Git history of repository.

GitHistory

Build and plot the git history of a repository.

Source code in complaince/tools/cartography_history.py
class GitHistory:
    """Build and plot the git history of a repository."""

    def __init__(self, removed_branches: list[str] = []):
        self.removed_branches = ["gh-pages"] + removed_branches

    def git_history_from_local(self, path: str = ".", n_commits: int = 20) -> pd.DataFrame:
        """
        Fetch the history of a local repository.

        Parameters
        ----------
        path
            Path to the local repository

        n_commits
            Number of commits to fetch

        Returns
        -------
        DataFrame containing the history of the repository.

        Examples
        --------
        >>> from complaince.tools.cartography_history import GitHistory
        >>> repo = GitHistory()
        >>> df = repo.git_history_from_local(n_commits=10)
        """
        repo = Repo(path)

        commit_data = []
        for branch in repo.branches:
            if branch not in self.removed_branches:
                commits = list(repo.iter_commits(branch, max_count=n_commits))

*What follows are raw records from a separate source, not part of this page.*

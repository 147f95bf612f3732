//! IDL document model and the result of one parse attempt.

use crate::errors::{ErrorCollection, ParserErrorCollection};

/// Outcome of parsing one document: a specification or the diagnosed errors, never both.
#[derive(Debug, Clone, PartialEq)]
pub enum ParsedSpec<S = IdlSpec, E = ParserErrorCollection> {
    Success(S),
    Failure(E),
}

impl<S, E: ErrorCollection> ParsedSpec<S, E> {
    pub fn spec(&self) -> Option<&S> {
        match self {
            ParsedSpec::Success(spec) => Some(spec),
            ParsedSpec::Failure(_) => None,
        }
    }

    pub fn errors(&self) -> Option<&E> {
        match self {
            ParsedSpec::Success(_) => None,
            ParsedSpec::Failure(errors) => Some(errors),
        }
    }

    pub fn is_success(&self) -> bool {
        matches!(self, ParsedSpec::Success(_))
    }

    pub fn into_result(self) -> Result<S, E> {
        match self {
            ParsedSpec::Success(spec) => Ok(spec),
            ParsedSpec::Failure(errors) => Err(errors),
        }
    }
}

/// A parsed IDL document.
#[derive(Debug, Clone, Default, PartialEq)]
pub struct IdlSpec {
    pub globals: Option<Global>,
    /// Import paths in document order. They are recorded, not resolved.
    pub imports: Vec<String>,
    pub types: Vec<Type>,
    pub structs: Vec<Struct>,
    pub enums: Vec<Enum>,
    pub commands: Vec<Command>,
}

impl IdlSpec {
    pub fn find_struct(&self, name: &str) -> Option<&Struct> {
        self.structs.iter().find(|s| s.name == name)
    }

    pub fn find_type(&self, name: &str) -> Option<&Type> {
        self.types.iter().find(|t| t.name == name)
    }

    pub fn find_enum(&self, name: &str) -> Option<&Enum> {
        self.enums.iter().find(|e| e.name == name)
    }

    pub fn find_command(&self, name: &str) -> Option<&Command> {
        self.commands.iter().find(|c| c.name == name)
    }
}

#[derive(Debug, Clone, Default, PartialEq)]
pub struct Global {
    pub cpp_namespace: Option<String>,
    pub cpp_includes: Vec<String>,
}

/// A scalar type mapping between BSON and C++.
#[derive(Debug, Clone, Default, PartialEq)]
pub struct Type {
    pub name: String,
    pub description: String,
    pub cpp_type: String,
    pub bson_serialization_type: Vec<String>,
    pub serializer: Option<String>,
    pub deserializer: Option<String>,
    pub default: Option<String>,
}

#[derive(Debug, Clone, Default, PartialEq)]
pub struct Struct {
    pub name: String,
    pub description: String,
    pub strict: bool,
    pub fields: Vec<Field>,
}

#[derive(Debug, Clone, Default, PartialEq)]
pub struct Field {
    pub name: String,
    pub description: Option<String>,
    pub cpp_name: Option<String>,
    pub type_name: String,
    pub optional: bool,
    pub ignore: bool,
    pub default: Option<String>,
}

#[derive(Debug, Clone, PartialEq, Eq)]
pub enum EnumType {
    Int,
    String,
}

#[derive(Debug, Clone, PartialEq)]
pub struct Enum {
    pub name: String,
    pub description: String,
    pub type_name: EnumType,
    pub values: Vec<EnumValue>,
}

#[derive(Debug, Clone, PartialEq)]
pub struct EnumValue {
    pub name: String,
    pub value: String,
}

/// How a command's first element names its target.
#[derive(Debug, Clone, Copy, PartialEq, Eq)]
pub enum CommandNamespace {
    ConcatenateWithDb,
    Ignored,
    Type,
}

impl CommandNamespace {
    pub fn from_name(name: &str) -> Option<Self> {
        match name {
            "concatenate_with_db" => Some(CommandNamespace::ConcatenateWithDb),
            "ignored" => Some(CommandNamespace::Ignored),
            "type" => Some(CommandNamespace::Type),
            _ => None,
        }
    }
}

#[derive(Debug, Clone, PartialEq)]
pub struct Command {
    pub name: String,
    pub description: String,
    pub namespace: CommandNamespace,
    pub strict: bool,
    pub fields: Vec<Field>,
}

                for commit in commits:
                    sha = commit.hexsha[:7]
                    author = commit.author.name
                    date = commit.committed_datetime.strftime("%Y-%m-%d %H:%M")
                    message = commit.message.strip()
                    commit_data.append([message, date, author, sha, branch])

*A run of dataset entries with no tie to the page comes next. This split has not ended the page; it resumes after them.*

//! Plain-text rendering of reports and tables

use dive_core::data::Upgrade;
use dive_core::prelude::*;
use dive_core::state::MetaUpgradeLevels;

fn separator(title: &str) {
    println!("\n{}", "=".repeat(48));
    println!("  {}", title);
    println!("{}", "=".repeat(48));
}

pub fn print_report(report: &BuildReport) {
    separator(report.class_mod.as_deref().unwrap_or("No class mod"));
    for (stat, _) in report.character.iter_display() {
        println!(
            "  {:<18} {}",
            stat.definition().name,
            report.character.formatted(stat)
        );
    }

    if report.weapons.is_empty() && report.failures.is_empty() {
        println!("\n  No weapons equipped");
        return;
    }

    separator("Weapons");
    for (slot, weapon) in &report.weapons {
        println!("  [{}] {}", slot, weapon.name);
        println!(
            "      damage {:.1}  fire rate {:.2}/s  reload {:.2}s  clip {}",
            weapon.effective.damage,
            weapon.effective.fire_rate,
            weapon.effective.reload_time,
            weapon.effective.clip_size
        );
        for (stat, value) in weapon.mid_dive.iter() {
            println!("      +{:.0}% {}", value * 100.0, stat.definition().name);
        }
        println!("      DPS {:.1}", weapon.dps);
    }
    for (slot, failure) in &report.failures {
        println!("  [{}] {}", slot, failure.name);
        println!("      DPS unavailable: {}", failure.error);
    }
    println!("\n  Total DPS {:.1}", report.total_dps());
}

pub fn print_class_mods(data: &GameData) {
    for class in Class::all() {
        separator(class.as_ref());
        for class_mod in data.class_mods_for(*class) {
            println!(
                "  {:<20} starts with {}",
                class_mod.name, class_mod.starting_weapon_id
            );
            for effect in &class_mod.conditional_effects {
                println!("      {}", effect);
            }
        }
    }
}

pub fn print_meta_levels(metas: &[MetaUpgrade], levels: &MetaUpgradeLevels) {
    separator("Meta upgrades");
    for meta in metas {
        let level = levels.level(&meta.id);
        let bonus = meta.bonus_at(level).unwrap_or(0.0);
        println!(
            "  {:<20} {:>2}/{:<2} {} {}",
            meta.id, level, meta.max_level, bonus, meta.bonus_type
        );
    }
}

pub fn print_upgrades(upgrades: &[&Upgrade]) {
    separator("Valid upgrades");
    for upgrade in upgrades {
        let values: Vec<String> = Rarity::all()
            .iter()
            .map(|r| match upgrade.value(*r) {
                Some(v) => format!("{r}={v}"),
                None => format!("{r}=-"),
            })
            .collect();
        println!("  {:<18} {:<16} {}", upgrade.name, upgrade.stat, values.join(" "));
    }
}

        history = pd.DataFrame(commit_data, columns=["Description", "Date", "Author", "Commit", "Branch"])
        ordered_history = history.sort_values("Date", ascending=False).reset_index(drop=True)
        git_history = ordered_history.iloc[:n_commits, :]

        return git_history

    def git_history_from_github(self, repo_name: str, n_commits: int = 20) -> pd.DataFrame:
        """
        Fetch the history of a GitHub repository.

        Parameters
        ----------
        repo_name
            Full name of the repository in the format "owner/repo"

        n_commits
            Number of commits to fetch

        Returns
        -------
        DataFrame containing the history of the repository.

        Examples
        --------
        >>> from complaince.tools.cartography_history import GitHistory
        >>> repo = GitHistory()
        >>> history = repo.git_history_from_github("alexym1/booklet", n_commits=20)
        """
        if os.getenv("GITHUB_TOKEN") is None:
            github = Github()
        else:
            auth = Auth.Token(str(os.getenv("GITHUB_TOKEN")))
            github = Github(auth=auth)

        repo = github.get_repo(repo_name)
        branches = list(repo.get_branches())

        commit_data = []
        for branch in branches:
            if branch.name not in self.removed_branches:
                commits = list(repo.get_commits(sha=branch.name))[:n_commits]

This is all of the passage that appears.